//! Content-based language guessing
//!
//! Used when neither an explicit language nor a mapped extension is
//! available. Looks at the filename, an interpreter line, document
//! markers, and editor modelines in a small prefix of the content.

use std::path::Path;

use super::languages::LanguageId;

/// Guess the language of `sniff`, a prefix of the file's content.
///
/// Returns the grammar name, or `None` when nothing conclusive was found.
/// Binary content (any NUL byte in the window) is never guessed.
pub fn guess_language(filename: &str, sniff: &[u8]) -> Option<&'static str> {
    let by_path = LanguageId::from_path(Path::new(filename));
    if by_path.has_highlighting() {
        return Some(by_path.name());
    }

    if sniff.contains(&0) {
        return None;
    }

    let text = String::from_utf8_lossy(sniff);
    let first_line = text.lines().next().unwrap_or("");

    from_shebang(first_line)
        .or_else(|| from_markers(&text))
        .or_else(|| from_modeline(&text))
        .map(|lang| lang.name())
}

/// `#!/usr/bin/env python3` style interpreter lines
fn from_shebang(line: &str) -> Option<LanguageId> {
    let rest = line.strip_prefix("#!")?;
    let mut parts = rest.split_whitespace();
    let mut interpreter = parts.next()?.rsplit('/').next()?;
    if interpreter == "env" {
        // Skip env flags such as `-S`
        interpreter = parts.find(|p| !p.starts_with('-'))?;
    }

    let base = interpreter.trim_end_matches(|c: char| c.is_ascii_digit() || c == '.');
    let lang = match base {
        "python" | "pypy" => LanguageId::Python,
        "sh" | "bash" | "zsh" | "ksh" | "dash" | "ash" => LanguageId::Bash,
        "php" => LanguageId::Php,
        "racket" | "guile" | "scheme" | "csi" => LanguageId::Scheme,
        "rust-script" => LanguageId::Rust,
        _ => return None,
    };
    Some(lang)
}

/// Unambiguous document openers
fn from_markers(text: &str) -> Option<LanguageId> {
    let trimmed = text.trim_start_matches('\u{feff}').trim_start();
    if trimmed.starts_with("<?php") {
        Some(LanguageId::Php)
    } else if trimmed.starts_with("<?xml") {
        Some(LanguageId::Xml)
    } else if trimmed.starts_with("#lang racket") {
        Some(LanguageId::Scheme)
    } else {
        None
    }
}

/// Vim (`vim: set ft=rust:`) and Emacs (`-*- mode: python -*-`) modelines
fn from_modeline(text: &str) -> Option<LanguageId> {
    for line in text.lines().take(5) {
        if let Some(idx) = line.find("-*-") {
            let inner = &line[idx + 3..];
            let inner = inner.split("-*-").next().unwrap_or(inner);
            for field in inner.split(';') {
                let field = field.trim();
                let value = field
                    .strip_prefix("mode:")
                    .map(str::trim)
                    .unwrap_or(if field.contains(':') { "" } else { field });
                if let Some(lang) = LanguageId::from_name(value) {
                    return Some(lang).filter(LanguageId::has_highlighting);
                }
            }
        }

        for key in ["ft=", "filetype=", "syntax="] {
            if line.contains("vim:") || line.contains("vi:") {
                if let Some(idx) = line.find(key) {
                    let value: String = line[idx + key.len()..]
                        .chars()
                        .take_while(|c| c.is_ascii_alphanumeric() || *c == '+')
                        .collect();
                    if let Some(lang) = LanguageId::from_name(&value) {
                        return Some(lang).filter(LanguageId::has_highlighting);
                    }
                }
            }
        }
    }
    None
}
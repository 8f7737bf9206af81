//! Command-line argument parsing
//!
//! ```text
//! token-highlight [--language L] [--css] FILE...
//! ```
//!
//! `-` reads standard input.

use clap::Parser;
use std::path::{Path, PathBuf};

/// Highlight source files as HTML fragments
#[derive(Parser, Debug)]
#[command(
    name = "token-highlight",
    version,
    about = "Highlight source files as HTML fragments"
)]
pub struct CliArgs {
    /// Files to highlight (`-` for stdin)
    #[arg(value_name = "FILES")]
    pub paths: Vec<PathBuf>,

    /// Language to use instead of detecting one
    #[arg(short, long, value_name = "NAME")]
    pub language: Option<String>,

    /// Print the stylesheet for the generated classes
    #[arg(long)]
    pub css: bool,
}

/// Where one input comes from
#[derive(Debug, Clone, PartialEq, Eq)]
pub enum Input {
    Stdin,
    File(PathBuf),
}

impl Input {
    /// Name used for grammar resolution
    pub fn name(&self) -> String {
        match self {
            Input::Stdin => String::new(),
            Input::File(path) => path.to_string_lossy().into_owned(),
        }
    }
}

impl CliArgs {
    /// Inputs in command-line order; no paths means stdin unless only the
    /// stylesheet was asked for
    pub fn inputs(&self) -> Vec<Input> {
        if self.paths.is_empty() {
            return if self.css { vec![] } else { vec![Input::Stdin] };
        }
        self.paths
            .iter()
            .map(|path| {
                if path.as_path() == Path::new("-") {
                    Input::Stdin
                } else {
                    Input::File(path.clone())
                }
            })
            .collect()
    }
}
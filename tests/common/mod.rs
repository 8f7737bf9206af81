//! Shared test helpers for integration tests
//!
//! Note: Functions may appear unused because each test file compiles separately.

#![allow(dead_code)]

use std::io::{self, Read};
use std::sync::atomic::{AtomicUsize, Ordering};
use std::sync::Arc;

use token_highlight::error::{HighlightError, Result};
use token_highlight::syntax::{
    highlight_id_for_name, GrammarHandle, LexingEngine, Token, TokenStream, FALLBACK_GRAMMAR,
};
use token_highlight::{HighlightConfig, Highlighter};

/// Grammar the mock engine knows but can't stream
pub const NO_STREAM: &str = "nostream";

const GRAMMARS: &[&str] = &["rust", "python", NO_STREAM, FALLBACK_GRAMMAR];

/// Call counters for every engine capability
#[derive(Debug, Default)]
pub struct Calls {
    pub get_by_name: AtomicUsize,
    pub match_by_filename: AtomicUsize,
    pub guess_language: AtomicUsize,
    pub tokenise: AtomicUsize,
    pub open_stream: AtomicUsize,
}

impl Calls {
    pub fn get(counter: &AtomicUsize) -> usize {
        counter.load(Ordering::SeqCst)
    }

    /// Calls made by grammar resolution
    pub fn resolution(&self) -> usize {
        Self::get(&self.get_by_name)
            + Self::get(&self.match_by_filename)
            + Self::get(&self.guess_language)
    }

    pub fn total(&self) -> usize {
        self.resolution() + Self::get(&self.tokenise) + Self::get(&self.open_stream)
    }
}

/// Tiny engine: `fn`, `def` and `let` are keywords, everything else is
/// unclassified. Streams are cut into `block_size` chunks.
#[derive(Debug, Default)]
pub struct CountingEngine {
    pub calls: Calls,
}

impl CountingEngine {
    pub fn new() -> Arc<Self> {
        Arc::new(Self::default())
    }
}

fn bump(counter: &AtomicUsize) {
    counter.fetch_add(1, Ordering::SeqCst);
}

/// Split into words and separators, classifying keywords
pub fn toy_tokens(code: &str) -> Vec<Token> {
    let keyword = highlight_id_for_name("keyword");
    let mut tokens = Vec::new();
    let mut start = 0;
    let mut in_word = false;

    let flush = |tokens: &mut Vec<Token>, text: &str, word: bool| {
        if text.is_empty() {
            return;
        }
        let class = if word && matches!(text, "fn" | "def" | "let") {
            keyword
        } else {
            None
        };
        tokens.push(Token::new(class, text));
    };

    for (i, ch) in code.char_indices() {
        let is_word = ch.is_alphanumeric() || ch == '_';
        if i > start && is_word != in_word {
            flush(&mut tokens, &code[start..i], in_word);
            start = i;
        }
        in_word = is_word;
    }
    flush(&mut tokens, &code[start..], in_word);
    tokens
}

impl LexingEngine for CountingEngine {
    fn get_by_name(&self, name: &str) -> Option<GrammarHandle> {
        bump(&self.calls.get_by_name);
        let name = name.to_lowercase();
        GRAMMARS
            .iter()
            .find(|g| **g == name)
            .map(|g| GrammarHandle::new(*g))
    }

    fn match_by_filename(&self, filename: &str) -> Option<GrammarHandle> {
        bump(&self.calls.match_by_filename);
        let name = if filename.ends_with(".rs") {
            "rust"
        } else if filename.ends_with(".py") {
            "python"
        } else if filename.ends_with(".ns") {
            NO_STREAM
        } else {
            return None;
        };
        Some(GrammarHandle::new(name))
    }

    fn guess_language(&self, _filename: &str, sniff: &[u8]) -> Option<String> {
        bump(&self.calls.guess_language);
        sniff
            .starts_with(b"#!/usr/bin/env python")
            .then(|| "python".to_string())
    }

    fn fallback_grammar(&self) -> GrammarHandle {
        GrammarHandle::new(FALLBACK_GRAMMAR)
    }

    fn tokenise(&self, grammar: &GrammarHandle, code: &str) -> Result<Vec<Token>> {
        bump(&self.calls.tokenise);
        if grammar.name() == NO_STREAM {
            return Err(HighlightError::Scan("nostream can't tokenise".to_string()));
        }
        Ok(toy_tokens(code))
    }

    fn open_stream<'a>(
        &'a self,
        grammar: &GrammarHandle,
        primer: &[u8],
        source: &'a mut dyn Read,
        block_size: usize,
        _declared_size: usize,
    ) -> Result<TokenStream<'a>> {
        bump(&self.calls.open_stream);
        if grammar.name() == NO_STREAM {
            return Err(HighlightError::Unsupported(grammar.name().to_string()));
        }
        Ok(Box::new(ChunkStream {
            primer: Some(primer.to_vec()),
            source,
            block_size,
            read: 0,
            done: false,
        }))
    }
}

/// Yields the primer, then one unclassified token per block read
struct ChunkStream<'a> {
    primer: Option<Vec<u8>>,
    source: &'a mut dyn Read,
    block_size: usize,
    read: usize,
    done: bool,
}

impl Iterator for ChunkStream<'_> {
    type Item = Result<Token>;

    fn next(&mut self) -> Option<Self::Item> {
        if let Some(primer) = self.primer.take() {
            if !primer.is_empty() {
                self.read += primer.len();
                return Some(Ok(Token::text(String::from_utf8_lossy(&primer))));
            }
        }
        if self.done {
            return None;
        }

        let mut block = vec![0u8; self.block_size];
        match self.source.read(&mut block) {
            Ok(0) => {
                self.done = true;
                None
            }
            Ok(n) => {
                self.read += n;
                Some(Ok(Token::text(String::from_utf8_lossy(&block[..n]))))
            }
            Err(e) => {
                self.done = true;
                Some(Err(HighlightError::source_read(self.read, e)))
            }
        }
    }
}

/// Highlighter over a shared counting engine
pub fn counting_highlighter(
    config: HighlightConfig,
) -> (Highlighter<CountingEngine>, Arc<CountingEngine>) {
    let engine = CountingEngine::new();
    let highlighter = Highlighter::with_shared_engine(config, Arc::clone(&engine))
        .expect("valid test config");
    (highlighter, engine)
}

/// Reader that yields `data` then fails
pub struct FailingReader {
    data: io::Cursor<Vec<u8>>,
}

impl FailingReader {
    pub fn new(data: &[u8]) -> Self {
        Self {
            data: io::Cursor::new(data.to_vec()),
        }
    }
}

impl Read for FailingReader {
    fn read(&mut self, buf: &mut [u8]) -> io::Result<usize> {
        let n = self.data.read(buf)?;
        if n == 0 {
            return Err(io::Error::new(io::ErrorKind::ConnectionReset, "reset"));
        }
        Ok(n)
    }
}

/// Reader that hands out at most one byte per call
pub struct ByteAtATime<R>(pub R);

impl<R: Read> Read for ByteAtATime<R> {
    fn read(&mut self, buf: &mut [u8]) -> io::Result<usize> {
        if buf.is_empty() {
            return Ok(0);
        }
        self.0.read(&mut buf[..1])
    }
}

Task prompt | Find the word "flush" in the entries, and copy every line it shows up in.

Solution to the exercise |
    let flush = |tokens: &mut Vec<Token>, text: &str, word: bool| {
            flush(&mut tokens, &code[start..i], in_word);
    flush(&mut tokens, &code[start..], in_word);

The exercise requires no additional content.